Information>
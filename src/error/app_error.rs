use axum::extract::rejection::{JsonRejection, PathRejection, QueryRejection};
use diesel_async::pooled_connection::PoolError;
use serde::Serialize;
use thiserror::Error;
use utoipa::ToSchema;
use validator::{ValidationErrors, ValidationErrorsKind};

use crate::config::error::ConfigError;
use crate::error::DatabaseErrorConverter;

/// A single failed validation rule, addressed by a dotted field path
/// such as `color.font.primary`.
#[derive(Debug, Clone, PartialEq, Eq, Serialize, ToSchema)]
pub struct ValidationFieldError {
    pub field: String,
    pub code: String,
    pub message: String,
}

/// Application-wide error type that represents all possible errors in the system.
///
/// Service functions return [`AppResult`]; the HTTP layer maps each variant to a
/// status code and a JSON [`ErrorResponse`](crate::api::dto::ErrorResponse).
#[derive(Error, Debug)]
pub enum AppError {
    /// Resource not found error with entity, field, and value information
    #[error("Resource not found: {entity} with {field}={value}")]
    NotFound {
        entity: String,
        field: String,
        value: String,
    },

    /// Duplicate entry error for unique constraint violations
    #[error("Duplicate entry: {entity}.{field} = '{value}' already exists")]
    Duplicate {
        entity: String,
        field: String,
        value: String,
    },

    /// Validation error with field-specific details
    #[error("Validation failed for {field}: {reason}")]
    Validation { field: String, reason: String },

    /// Several rule violations collected from a validated payload
    #[error("Validation failed for {} field(s)", errors.len())]
    ValidationErrors { errors: Vec<ValidationFieldError> },

    #[error("Bad request: {message}")]
    BadRequest { message: String },

    #[error("Unprocessable content: {message}")]
    UnprocessableContent { message: String },

    #[error("Unauthorized: {message}")]
    Unauthorized { message: String },

    #[error("Forbidden: {message}")]
    Forbidden { message: String },

    /// Database operation error with operation context
    #[error("Database operation failed: {operation}")]
    Database {
        operation: String,
        #[source]
        source: anyhow::Error,
    },

    #[error("Configuration error: {key}")]
    Configuration {
        key: String,
        #[source]
        source: anyhow::Error,
    },

    #[error("Connection pool error")]
    ConnectionPool {
        #[source]
        source: anyhow::Error,
    },

    /// Internal error for unexpected failures
    #[error("Internal error")]
    Internal {
        #[source]
        source: anyhow::Error,
    },
}

impl AppError {
    /// Shorthand for a missing theme, keyed by its public `themeId`.
    pub fn theme_not_found(theme_id: &str) -> Self {
        AppError::NotFound {
            entity: "theme".to_string(),
            field: "themeId".to_string(),
            value: theme_id.to_string(),
        }
    }
}

impl From<anyhow::Error> for AppError {
    fn from(error: anyhow::Error) -> Self {
        AppError::Internal { source: error }
    }
}

impl From<diesel::result::Error> for AppError {
    fn from(error: diesel::result::Error) -> Self {
        DatabaseErrorConverter::convert_diesel_error(error, "database operation")
    }
}

impl From<bb8::RunError<PoolError>> for AppError {
    fn from(error: bb8::RunError<PoolError>) -> Self {
        AppError::ConnectionPool {
            source: anyhow::Error::from(error),
        }
    }
}

impl From<ConfigError> for AppError {
    fn from(error: ConfigError) -> Self {
        let key = match &error {
            ConfigError::ValidationError { field, .. } => field.clone(),
            _ => "settings".to_string(),
        };
        AppError::Configuration {
            key,
            source: anyhow::Error::from(error),
        }
    }
}

impl From<ValidationErrors> for AppError {
    fn from(errors: ValidationErrors) -> Self {
        let mut collected = Vec::new();
        flatten_validation_errors(&errors, None, &mut collected);
        collected.sort_by(|a, b| a.field.cmp(&b.field));
        AppError::ValidationErrors { errors: collected }
    }
}

impl From<JsonRejection> for AppError {
    fn from(rejection: JsonRejection) -> Self {
        AppError::BadRequest {
            message: rejection.body_text(),
        }
    }
}

impl From<QueryRejection> for AppError {
    fn from(rejection: QueryRejection) -> Self {
        AppError::BadRequest {
            message: rejection.body_text(),
        }
    }
}

impl From<PathRejection> for AppError {
    fn from(rejection: PathRejection) -> Self {
        AppError::BadRequest {
            message: rejection.body_text(),
        }
    }
}

fn flatten_validation_errors(
    errors: &ValidationErrors,
    prefix: Option<&str>,
    out: &mut Vec<ValidationFieldError>,
) {
    for (field, kind) in errors.errors() {
        let path = match prefix {
            Some(prefix) => format!("{}.{}", prefix, field),
            None => field.to_string(),
        };
        match kind {
            ValidationErrorsKind::Field(field_errors) => {
                out.extend(field_errors.iter().map(|error| ValidationFieldError {
                    field: path.clone(),
                    code: error.code.to_string(),
                    message: error
                        .message
                        .as_ref()
                        .map(|m| m.to_string())
                        .unwrap_or_else(|| format!("Invalid value for {}", path)),
                }));
            }
            ValidationErrorsKind::Struct(nested) => {
                flatten_validation_errors(nested, Some(&path), out);
            }
            ValidationErrorsKind::List(items) => {
                for (index, nested) in items {
                    let item_path = format!("{}[{}]", path, index);
                    flatten_validation_errors(nested, Some(&item_path), out);
                }
            }
        }
    }
}

/// Type alias for Result with AppError to simplify function signatures
pub type AppResult<T> = Result<T, AppError>;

Instructions for the task>
Your job is to return all lines above that hold the word "Duplicate".

Exercise answer>
    /// Duplicate entry error for unique constraint violations
    #[error("Duplicate entry: {entity}.{field} = '{value}' already exists")]
    Duplicate {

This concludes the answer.